Le français à luniversité

Application de l’approche neurolinguistique en milieu exolingue

Inès Ricordel

Texte intégral

1Dans un souci constant d’améliorer l’apprentissage de la langue vivante, le département de français de l’Université Normale de Chine du Sud (UNCS) a décidé d’enseigner le français langue étrangère selon la méthode ANL (approche neurolinguistique) de Joan Netten (Memorial University of Newfoundland, Canada) et de Claude Germain (Université du Québec à Montréal), mieux connue au Canada sous le nom de « français intensif ». Le département de français de l’UNCS est le premier à mettre en place cette méthode appliquée depuis 1998 dans des établissements canadiens auprès d’un public jeune (à partir de 10 ans). Depuis février 2011, l’équipe de français expérimente l’ANL avec des étudiants grands débutants. Depuis, une deuxième classe reçoit le même type d’enseignement fondé sur l’habileté à communiquer, et non pas sur un savoir explicite de la langue. Chacun accepte et applique cette méthode pourtant à contre-courant de l’enseignement habituel des langues en Chine. Deux professeurs relais canalisent les questions ou les problèmes rencontrés et servent de lien entre l’équipe et Claude Germain. De plus, ce duo observe et supervise l’enseignement de l’équipe. Ce dispositif efficace permet à tous de progresser avec l’ANL, malgré un examen de type grammaire-lexique-compréhension et expression écrites de niveau national ayant lieu à la fin du quatrième semestre (soit à la fin de la deuxième année). Afin de comprendre comment l’ANL est enseignée dans un cadre universitaire auprès d’un public adulte chinois, un descriptif permettra de mieux saisir son application.

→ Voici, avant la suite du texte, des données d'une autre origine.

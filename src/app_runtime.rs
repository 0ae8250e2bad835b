//! Application runtime bootstrap: config, persistence and the demo session.

use std::{
    path::{Path, PathBuf},
    sync::Arc,
    thread,
    time::Duration,
};

use log::{debug, info, warn};
use tokio::sync::broadcast::error::RecvError;

use crate::{
    client::{AdapterEvent, ClientAdapter, VirtualOutput},
    config::{sanitize_config, Config},
    coordinator::{spawn_coordinator, CoordinatorEvent, CoordinatorHandle},
    db_manager::DbManager,
    file_provider::PathFileProvider,
    media_file_discovery::discover_playlist_entries,
    protocol::{Capability, PlaybackStatus},
};

const APP_DIR_NAME: &str = "playhub";

/// Owns startup wiring for one coordinator and its local clients.
pub(crate) struct AppRuntime {
    config: Config,
    config_file: PathBuf,
    database_path: PathBuf,
    media_paths: Vec<PathBuf>,
}

impl AppRuntime {
    /// Loads (or creates) the config file and resolves the database path.
    pub(crate) fn build(media_paths: Vec<PathBuf>) -> Result<Self, Box<dyn std::error::Error>> {
        let config_root = dirs::config_dir()
            .ok_or("no config directory on this platform")?
            .join(APP_DIR_NAME);
        let config_file = config_root.join("config.toml");
        let config = load_or_create_config(&config_file)?;

        let database_path = match config.persistence.database_path.clone() {
            Some(path) => path,
            None => dirs::data_dir()
                .ok_or("no data directory on this platform")?
                .join(APP_DIR_NAME)
                .join("state.db"),
        };

        Ok(Self {
            config,
            config_file,
            database_path,
            media_paths,
        })
    }

    /// Runs a coordinator with one audio-capable client and one gesture-locked
    /// client, playing through the discovered files until the playlist ends.
    /// The gesture-locked client talks JSON and takes the output over once it
    /// sees playback running.
    pub(crate) fn run(self) -> Result<(), Box<dyn std::error::Error>> {
        info!(
            "AppRuntime: config={} database={}",
            self.config_file.display(),
            self.database_path.display()
        );
        let store = DbManager::open(&self.database_path)?;
        let provider = Arc::new(PathFileProvider::new());
        let discovered = discover_playlist_entries(&self.media_paths);
        for (entry, location) in &discovered {
            provider.insert(entry.id.clone(), location.clone());
        }
        info!("AppRuntime: discovered {} audio files", discovered.len());

        let coordinator = spawn_coordinator(
            self.config.coordinator.clone(),
            &self.config.persistence,
            Box::new(store),
            provider,
        )?;
        log_coordinator_events(&coordinator);

        let speaker_id = uuid::Uuid::new_v4().to_string();
        let speaker = ClientAdapter::new(
            speaker_id.clone(),
            coordinator.connect(speaker_id),
            Box::new(VirtualOutput::new(Capability::Capable).with_rate(20.0)),
            self.config.client.clone(),
        );
        let remote_id = uuid::Uuid::new_v4().to_string();
        let mut remote = ClientAdapter::new(
            remote_id.clone(),
            coordinator.connect_wire(remote_id),
            Box::new(VirtualOutput::gesture_locked().with_rate(20.0)),
            self.config.client.clone(),
        );
        let speaker_thread = spawn_adapter("speaker", speaker)?;

        remote.start();
        let entries: Vec<_> = discovered.into_iter().map(|(entry, _)| entry).collect();
        let mut finished = entries.is_empty();
        if finished {
            warn!("AppRuntime: no audio files found, nothing to play");
        } else {
            remote.replace_playlist(entries, Some(0));
        }

        let idle = self.config.client.idle_loop_sleep();
        let mut seen_playing = false;
        let mut gesture_sent = false;
        while !finished && remote.pump() {
            for event in remote.take_events() {
                if let AdapterEvent::PlaybackError { entry_id, reason } = event {
                    warn!("AppRuntime: {} could not be played: {}", entry_id, reason);
                }
            }
            let projection = remote.projection();
            seen_playing |= projection.is_playing;
            finished = seen_playing && projection.status == PlaybackStatus::Stopped;
            if !gesture_sent && projection.status == PlaybackStatus::Playing {
                gesture_sent = true;
                info!("AppRuntime: {} unlocked its output", remote.client_id());
                remote.notify_user_gesture();
            }
            thread::sleep(idle);
        }

        remote.save_state();
        remote.pump();
        remote.shutdown();
        // Give the coordinator a moment to hand queued saves to the store.
        thread::sleep(Duration::from_millis(50));
        coordinator.shutdown();
        if speaker_thread.join().is_err() {
            warn!("AppRuntime: speaker thread panicked");
        }
        info!("AppRuntime: session finished");
        Ok(())
    }
}

fn load_or_create_config(config_file: &Path) -> Result<Config, Box<dyn std::error::Error>> {
    if let Some(config_root) = config_file.parent() {
        std::fs::create_dir_all(config_root).map_err(|err| {
            format!(
                "Failed to create config directory {}: {}",
                config_root.display(),
                err
            )
        })?;
    }

    if !config_file.exists() {
        let default_config = sanitize_config(Config::default());
        info!(
            "Config file not found. Creating default config. path={}",
            config_file.display()
        );
        std::fs::write(config_file, toml::to_string(&default_config)?)?;
    }

    let config_content = std::fs::read_to_string(config_file)?;
    let config = match toml::from_str::<Config>(&config_content) {
        Ok(config) => config,
        Err(err) => {
            warn!(
                "Config file {} is invalid, using defaults: {}",
                config_file.display(),
                err
            );
            Config::default()
        }
    };
    Ok(sanitize_config(config))
}

fn spawn_adapter(
    name: &str,
    mut adapter: ClientAdapter,
) -> std::io::Result<thread::JoinHandle<()>> {
    let name = name.to_string();
    thread::Builder::new()
        .name(format!("client-{}", name))
        .spawn(move || {
            debug!("AppRuntime: {} running as {}", name, adapter.client_id());
            adapter.start();
            adapter.run();
        })
}

fn log_coordinator_events(coordinator: &CoordinatorHandle) {
    let mut events = coordinator.subscribe_events();
    let spawn_result = thread::Builder::new()
        .name("coordinator-events".to_string())
        .spawn(move || {
            loop {
                match events.blocking_recv() {
                    Ok(CoordinatorEvent::OwnerChanged { previous, current }) => {
                        info!("AppRuntime: owner {:?} -> {:?}", previous, current)
                    }
                    Ok(CoordinatorEvent::PersistenceFailed(reason)) => {
                        warn!("AppRuntime: persistence failed: {}", reason)
                    }
                    Ok(CoordinatorEvent::PlaybackError { entry_id, reason }) => {
                        warn!("AppRuntime: playback error on {}: {}", entry_id, reason)
                    }
                    Ok(_) => {}
                    Err(RecvError::Lagged(skipped)) => {
                        warn!("AppRuntime: event logger skipped {} events", skipped)
                    }
                    Err(RecvError::Closed) => break,
                }
            }
        });
    if let Err(err) = spawn_result {
        warn!("AppRuntime: event logger unavailable: {}", err);
    }
}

2Ce choix de transmettre la langue selon les principes de l’approche neurolinguistique n’est pas évident dans le cadre de l’enseignement d’une langue étrangère en Chine. En effet, le fondement de l’ANL est d’envisager la langue comme un moyen de communiquer spontanément des informations authentiques, ce qui requiert des habiletés, et cela va parfois à l’encontre d’un environnement qui laisse trop souvent la place aux savoirs centrés sur la langue, d’ordres grammatical, lexical et lié à la traduction. Ce choix pose la question de savoir dans quel cadre et comment est enseignée l’ANL.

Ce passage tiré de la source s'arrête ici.